Under capitalism, the defining theme of production process is maximization of the profits of the capital providers. Profit is ordinarily taken as revenue minus cost. The perspective of capital providers is given in interpreting the term “cost”. Apart from the cost born by capital providers, there are some additional elements of cost born by externals (society) which is ignored. One such obvious cost is pollution and its effect on society. There are many other negative externalities like impact on pricing of other assets in the area before and after a factory having been set up. The list goes on. There are positive externalities also but these externalities are not random in the sense that positive and negative externalities balance out. This is so because of inherent bias on the part of capital providers to ignore negative externalities unless forced by regulations. There is a need to price-in the net negative externalities into the cost born by the capital providers. In the absence of price being linked to true total cost of production, efficient allocation of capital goes for a toss.

6. Ignoring the well-being of future generations:

Investors prefer quick returns. Beneficial projects for future generations likely to be taking multi-decades are ignored. Lack of concern for future generations is also well reflected in ruthless exploitation of oil as energy source despite full knowledge about its scarcity and capitalists remaining clueless about how the future generation would face the prospect of depletion of oil as source of energy. The alternative sources of oil may cost a lot in future but its impact on well-being on the society is not at all considered by present day capitalists.


How can the above problems be addressed? Back to socialism is not an answer. As the citizens of the twenty-first century are well-informed about the life-style offered by socialism; it seems more plausible for capitalism to survive the test of economic turbulence with some modifications.

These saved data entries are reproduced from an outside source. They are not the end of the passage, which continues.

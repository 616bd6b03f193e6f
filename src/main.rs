//! `selective-harvest` - harvest the records named in a task file.

use anyhow::{bail, Context, Result};
use clap::Parser;
use std::process::ExitCode;
use tracing::{debug, error, info, warn};

use selective_harvester::cli::Cli;
use selective_harvester::config::{HarvestConfig, Verbosity};
use selective_harvester::{logging, task, HarvestExecutor, HttpFetcher};

#[tokio::main]
async fn main() -> ExitCode {
    let config = Cli::parse().into_config();
    logging::init(config.verbosity);

    match run(&config).await {
        Ok(true) => ExitCode::SUCCESS,
        Ok(false) => ExitCode::FAILURE,
        Err(e) => {
            if config.verbosity.shows(Verbosity::Summary) {
                error!("{:#}", e);
            }
            ExitCode::FAILURE
        }
    }
}

async fn run(config: &HarvestConfig) -> Result<bool> {
    let verbosity = config.verbosity;

    // Resolve the report path against the directory we were started in.
    let report_path = match &config.report_path {
        Some(path) => Some(std::env::current_dir()?.join(path)),
        None => None,
    };

    if let Some(dir) = &config.work_dir {
        std::env::set_current_dir(dir)
            .with_context(|| format!("Cannot change to working directory \"{}\"", dir.display()))?;
    }
    if verbosity.shows(Verbosity::Progress) {
        info!("working in directory \"{}\"", std::env::current_dir()?.display());
        match &config.repositories {
            None => info!(
                "Harvest all repos found in \"{}\"",
                config.task_file.display()
            ),
            Some(repos) => info!(
                "Harvest repositories \"{}\" only",
                repos.iter().cloned().collect::<Vec<_>>().join("\", \"")
            ),
        }
    }

    let tasks = task::load_tasks(&config.task_file)?;
    let selection = task::select_repositories(tasks, config.repositories.as_ref());
    if verbosity.shows(Verbosity::Progress) {
        for name in &selection.skipped {
            info!("skipping repo \"{}\"", name);
        }
    }
    if verbosity.shows(Verbosity::Summary) {
        for name in &selection.missing {
            warn!("repo \"{}\" is not defined in the task file", name);
        }
    }
    if verbosity.shows(Verbosity::Trace) {
        debug!(tasks = ?selection.tasks, "Loaded tasks");
    }
    if selection.tasks.is_empty() {
        bail!("No repositories to harvest");
    }

    let fetcher = HttpFetcher::with_timeout(config.fetch_timeout)?;
    let executor = HarvestExecutor::new(fetcher)
        .with_verbosity(verbosity)
        .with_filename_policy(config.filename_policy);
    let report = executor.run(&selection.tasks).await;

    if let Some(path) = report_path {
        let json = serde_json::to_string_pretty(&report)?;
        std::fs::write(&path, json)
            .with_context(|| format!("Cannot write report \"{}\"", path.display()))?;
    }

    Ok(report.all_succeeded())
}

I advocate the concept of “Inclusive capitalism” under which the inherent deficiencies of capitalism as discussed above are addressed to the extent found feasible. Thinking of utopia is wasteful. We need to respect and reward the individual superiority of human beings so long as it did not diminish the welfare of others and ensured minimum standards of welfare for entire humanity. I am therefore tempted to advocate curb on the absolute right to Passover the deceased property to his/ her progenies. An individual should enjoy and amass whatever he is capable of. Passing this over to successive generations creates economic imbalance, hardening and exacerbating the layered structure of already stratified society, diminishing the enthusiasm of children of HAVENOTS, creation of oligarchies and many other associated evils. An absolute ban on inheriting the property will serve as serious dis-incentive and frontal assault on the concept of libertarianism. A controlled inheritance prescribing cap on amount which can be inherited and heavy estate duty would temper the ill-effects of absolute right to private property. Any income arising out of estate duty should not be vested with government as increasing the domain of government in economic affairs reduces the efficiency drastically. The money thus available may be redistributed equally to all citizens of the country preferably in the form of financial instruments. Additionally negative externalities in the business process should be priced and factored into the cost of production. This is easier said than done because pricing of many externalities is difficult but trend towards pricing of environmental externalities in power sector, carbon emission trading, carbon allowance for consumers, marketable pollution permit etc. are welcome efforts in this direction. Pricing of externalities will however always remain works-in-progress.